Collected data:
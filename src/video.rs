//! Frame extraction via a pluggable decoder (FFmpeg by default)

use crate::ffmpeg::{FfmpegCommand, FfmpegError};
use serde::{Deserialize, Serialize};
use std::fs;
use std::path::{Path, PathBuf};
use thiserror::Error;
use tracing::{debug, info};

/// File name prefix every decoder must use for frame images
pub const FRAME_PREFIX: &str = "frame-";

/// ffmpeg output pattern: fixed-width numeral, 1-based
pub const FFMPEG_FRAME_PATTERN: &str = "frame-%06d.jpg";

#[derive(Debug, Error)]
pub enum ExtractionError {
    #[error("Frame decode failed: {0}")]
    Decoder(String),

    #[error("Cannot prepare frame directory {path}: {source}")]
    OutputDir {
        path: PathBuf,
        #[source]
        source: std::io::Error,
    },
}

impl From<FfmpegError> for ExtractionError {
    fn from(err: FfmpegError) -> Self {
        match err {
            FfmpegError::ExecutionFailed { stderr, .. } => ExtractionError::Decoder(stderr),
            other => ExtractionError::Decoder(other.to_string()),
        }
    }
}

/// Capability: decode a video into numbered still images.
///
/// Implementations write `frame-<number>.<ext>` files into `output_dir`,
/// numbered in decode order. `stride` of 0 or 1 means every frame, `n > 1`
/// keeps only frames whose index is a multiple of `n`.
pub trait FrameDecoder: Send + Sync {
    fn decode(&self, video: &Path, output_dir: &Path, stride: u32) -> Result<(), ExtractionError>;
}

/// Subprocess decoder shelling out to the system `ffmpeg`
#[derive(Debug, Default, Clone)]
pub struct FfmpegDecoder;

impl FfmpegDecoder {
    pub fn new() -> Self {
        Self
    }

    pub(crate) fn command(video: &Path, output_dir: &Path, stride: u32) -> FfmpegCommand {
        let pattern = output_dir.join(FFMPEG_FRAME_PATTERN);
        let cmd = FfmpegCommand::new().overwrite().input(video);

        if stride > 1 {
            let select = format!("select=not(mod(n\\,{}))", stride);
            cmd.args(&["-vf", &select, "-vsync", "vfr"]).output(pattern)
        } else {
            cmd.args(&["-q:v", "2"]).output(pattern)
        }
    }
}

impl FrameDecoder for FfmpegDecoder {
    fn decode(&self, video: &Path, output_dir: &Path, stride: u32) -> Result<(), ExtractionError> {
        Self::command(video, output_dir, stride).execute()?;
        Ok(())
    }
}

/// One decoded frame on disk
#[derive(Debug, Clone, PartialEq, Eq, Serialize, Deserialize)]
pub struct ExtractedFrame {
    /// Position in the extracted sequence (0-based)
    pub ordinal: usize,
    /// Frame index in the source video
    pub source_index: u64,
    pub path: PathBuf,
}

impl ExtractedFrame {
    pub fn file_name(&self) -> String {
        self.path
            .file_name()
            .map(|n| n.to_string_lossy().into_owned())
            .unwrap_or_default()
    }
}

pub struct FrameExtractor {
    decoder: Box<dyn FrameDecoder>,
}

impl FrameExtractor {
    pub fn new(decoder: Box<dyn FrameDecoder>) -> Self {
        Self { decoder }
    }

    /// Decode `video` into `output_dir` and return the frames in temporal order.
    pub fn extract(
        &self,
        video: impl AsRef<Path>,
        output_dir: impl AsRef<Path>,
        stride: u32,
    ) -> Result<Vec<ExtractedFrame>, ExtractionError> {
        let video = video.as_ref();
        let output_dir = output_dir.as_ref();

        fs::create_dir_all(output_dir).map_err(|source| ExtractionError::OutputDir {
            path: output_dir.to_path_buf(),
            source,
        })?;

        let stale = remove_stale_frames(output_dir).map_err(|source| ExtractionError::OutputDir {
            path: output_dir.to_path_buf(),
            source,
        })?;
        if stale > 0 {
            debug!("Removed {} stale frame(s) from {}", stale, output_dir.display());
        }

        self.decoder.decode(video, output_dir, stride)?;

        let paths = list_frames(output_dir).map_err(|source| ExtractionError::OutputDir {
            path: output_dir.to_path_buf(),
            source,
        })?;

        let step = effective_stride(stride) as u64;
        let frames: Vec<ExtractedFrame> = paths
            .into_iter()
            .enumerate()
            .map(|(ordinal, path)| ExtractedFrame {
                ordinal,
                source_index: ordinal as u64 * step,
                path,
            })
            .collect();

        info!("Extracted {} frame(s) to {}", frames.len(), output_dir.display());
        Ok(frames)
    }
}

impl Default for FrameExtractor {
    fn default() -> Self {
        Self::new(Box::new(FfmpegDecoder::new()))
    }
}

/// 0 and 1 both mean "every frame"
pub fn effective_stride(stride: u32) -> u32 {
    stride.max(1)
}

/// Sequence number encoded in `frame-<digits>.<ext>`
pub fn frame_number(path: &Path) -> Option<u64> {
    let stem = path.file_stem()?.to_str()?;
    let digits = stem.strip_prefix(FRAME_PREFIX)?;
    if digits.is_empty() || !digits.bytes().all(|b| b.is_ascii_digit()) {
        return None;
    }
    digits.parse().ok()
}

/// Frame files in `dir`, ordered by their sequence number
pub fn list_frames(dir: &Path) -> std::io::Result<Vec<PathBuf>> {
    let mut numbered = Vec::new();
    for entry in fs::read_dir(dir)? {
        let path = entry?.path();
        if !path.is_file() {
            continue;
        }
        if let Some(n) = frame_number(&path) {
            numbered.push((n, path));
        }
    }
    numbered.sort();
    Ok(numbered.into_iter().map(|(_, p)| p).collect())
}

fn remove_stale_frames(dir: &Path) -> std::io::Result<usize> {
    let stale = list_frames(dir)?;
    for path in &stale {
        fs::remove_file(path)?;
    }
    Ok(stale.len())
}
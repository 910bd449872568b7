//! Container / stream metadata probing

use crate::ffmpeg::{FfmpegCommand, FfmpegError};
use serde_json::Value;
use std::path::Path;
use thiserror::Error;

#[derive(Debug, Error)]
pub enum ProbeError {
    #[error("ffprobe failed: {0}")]
    Ffprobe(#[from] FfmpegError),

    #[error("Unparseable probe output: {0}")]
    Parse(#[from] serde_json::Error),
}

/// Capability: describe a video's container format and streams.
pub trait MetadataProbe: Send + Sync {
    fn probe(&self, video: &Path) -> Result<Value, ProbeError>;
}

/// `ffprobe -show_format -show_streams` as a JSON document
#[derive(Debug, Default, Clone)]
pub struct FfprobeProbe;

impl FfprobeProbe {
    pub fn new() -> Self {
        Self
    }

    fn command(video: &Path) -> FfmpegCommand {
        FfmpegCommand::probe()
            .args(&[
                "-v", "error",
                "-print_format", "json",
                "-show_format",
                "-show_streams",
            ])
            .output(video)
    }
}

impl MetadataProbe for FfprobeProbe {
    fn probe(&self, video: &Path) -> Result<Value, ProbeError> {
        let output = Self::command(video).execute()?;
        let parsed: Value = serde_json::from_slice(&output.stdout)?;
        Ok(parsed)
    }
}

/// Placeholder document used when probing fails
pub fn empty_metadata() -> Value {
    Value::Object(serde_json::Map::new())
}
// frame_forensics - forensic analysis CLI
// Hashes a video, extracts and indexes its frames, flags low-SSIM transitions

use anyhow::{Context, Result};
use clap::Parser;
use std::path::PathBuf;
use tracing::info;
use tracing_subscriber::EnvFilter;

use frame_forensics::{ForensicPipeline, PipelineConfig, DEFAULT_THRESHOLD};

#[derive(Parser)]
#[command(name = "frame_forensics", version, about = "Frame-level forensic analysis of a video file")]
struct Args {
    /// Video file to analyze
    video: PathBuf,

    /// Directory for frames, JSON artifacts and the report
    #[arg(long, default_value = "results")]
    output_root: PathBuf,

    /// Keep every n-th frame (0 or 1 = every frame)
    #[arg(long, default_value_t = 0)]
    stride: u32,

    /// Flag pairs whose SSIM is strictly below this value
    #[arg(long, default_value_t = DEFAULT_THRESHOLD)]
    threshold: f64,

    /// Delete extracted frames after the report is written
    #[arg(long)]
    cleanup: bool,

    /// Index frames and score pairs in parallel
    #[arg(long)]
    parallel: bool,

    /// Print the full result as JSON on stdout
    #[arg(long)]
    json: bool,
}

fn main() -> Result<()> {
    tracing_subscriber::fmt()
        .with_env_filter(
            EnvFilter::try_from_default_env()
                .unwrap_or_else(|_| EnvFilter::new("info"))
        )
        .with_writer(std::io::stderr)
        .init();

    let args = Args::parse();

    info!("🎬 Video: {}", args.video.display());

    let config = PipelineConfig {
        output_root: args.output_root,
        stride: args.stride,
        threshold: args.threshold,
        cleanup: args.cleanup,
        parallel: args.parallel,
    };

    let result = ForensicPipeline::new(config)
        .run(&args.video)
        .with_context(|| format!("Forensic analysis of {} failed", args.video.display()))?;

    if args.json {
        let out = serde_json::to_string_pretty(&result)
            .context("Failed to serialize pipeline result")?;
        println!("{}", out);
        return Ok(());
    }

    println!("SHA-256: {}", result.video.sha256);
    println!("Frames:  {}", result.index.len());
    println!(
        "Pairs:   {} scored, {} skipped",
        result.records.len(),
        result.skipped_pairs.len()
    );
    if result.anomalies.is_empty() {
        println!("No low-SSIM anomalies detected (SSIM < {}).", result.threshold);
    } else {
        println!(
            "Anomalies (SSIM < {}): {} ({:.1}% of scored pairs)",
            result.threshold,
            result.anomalies.len(),
            result.stats.anomaly_rate() * 100.0
        );
        for anomaly in &result.anomalies {
            println!("   ▶ {} → {} (ssim={:.3})", anomaly.frame, anomaly.next_frame, anomaly.ssim);
        }
    }
    if let Some(report) = &result.artifacts.report {
        println!("Report:  {}", report.display());
    }

    Ok(())
}
//! Integrity hashing (streaming SHA-256)

use sha2::{Digest, Sha256};
use std::fs::File;
use std::io::{self, BufReader, ErrorKind, Read};
use std::path::{Path, PathBuf};
use thiserror::Error;

/// Read buffer size for streaming digests
pub const CHUNK_SIZE: usize = 8192;

#[derive(Debug, Error)]
pub enum HashError {
    #[error("File not found: {0}")]
    NotFound(PathBuf),

    #[error("Path is not a regular file: {0}")]
    InvalidInput(PathBuf),

    #[error("Permission denied accessing file: {0}")]
    AccessDenied(PathBuf),

    #[error("Error reading file {path}: {source}")]
    Io {
        path: PathBuf,
        #[source]
        source: io::Error,
    },
}

impl HashError {
    fn from_io(path: &Path, err: io::Error) -> Self {
        match err.kind() {
            ErrorKind::NotFound => HashError::NotFound(path.to_path_buf()),
            ErrorKind::PermissionDenied => HashError::AccessDenied(path.to_path_buf()),
            _ => HashError::Io {
                path: path.to_path_buf(),
                source: err,
            },
        }
    }
}

/// Streaming SHA-256 over files of any size.
#[derive(Debug, Clone, Copy)]
pub struct IntegrityHasher {
    chunk_size: usize,
}

impl IntegrityHasher {
    pub fn new() -> Self {
        Self {
            chunk_size: CHUNK_SIZE,
        }
    }

    /// Read granularity; values below 1 byte are raised to 1
    pub fn with_chunk_size(chunk_size: usize) -> Self {
        Self {
            chunk_size: chunk_size.max(1),
        }
    }

    pub fn chunk_size(&self) -> usize {
        self.chunk_size
    }

    /// SHA-256 of a file's content as 64 lower-case hex characters.
    ///
    /// The file is streamed in chunks and never held in memory as a whole.
    /// Identical content yields an identical digest regardless of where the
    /// file lives.
    pub fn digest(&self, path: impl AsRef<Path>) -> Result<String, HashError> {
        let path = path.as_ref();

        let meta = std::fs::metadata(path).map_err(|e| HashError::from_io(path, e))?;
        if !meta.is_file() {
            return Err(HashError::InvalidInput(path.to_path_buf()));
        }

        let file = File::open(path).map_err(|e| HashError::from_io(path, e))?;
        let mut reader = BufReader::with_capacity(self.chunk_size, file);
        let mut hasher = Sha256::new();
        let mut buffer = vec![0u8; self.chunk_size];

        loop {
            let bytes_read = match reader.read(&mut buffer) {
                Ok(0) => break,
                Ok(n) => n,
                Err(e) if e.kind() == ErrorKind::Interrupted => continue,
                Err(e) => return Err(HashError::from_io(path, e)),
            };
            hasher.update(&buffer[..bytes_read]);
        }

        Ok(format!("{:x}", hasher.finalize()))
    }
}

impl Default for IntegrityHasher {
    fn default() -> Self {
        Self::new()
    }
}

/// [`IntegrityHasher::digest`] with the default [`CHUNK_SIZE`]
pub fn digest(path: impl AsRef<Path>) -> Result<String, HashError> {
    IntegrityHasher::new().digest(path)
}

* Brief *
If a line falls between the first line of the entries and the line containing "pub enum ExtractionError", or is one of those two, restate it word for word; leave all other lines out.

* Output for this exercise *
filename src/video.rs
//! Frame extraction via a pluggable decoder (FFmpeg by default)

use crate::ffmpeg::{FfmpegCommand, FfmpegError};
use serde::{Deserialize, Serialize};
use std::fs;
use std::path::{Path, PathBuf};
use thiserror::Error;
use tracing::{debug, info};

/// File name prefix every decoder must use for frame images
pub const FRAME_PREFIX: &str = "frame-";

/// ffmpeg output pattern: fixed-width numeral, 1-based
pub const FFMPEG_FRAME_PATTERN: &str = "frame-%06d.jpg";

#[derive(Debug, Error)]
pub enum ExtractionError {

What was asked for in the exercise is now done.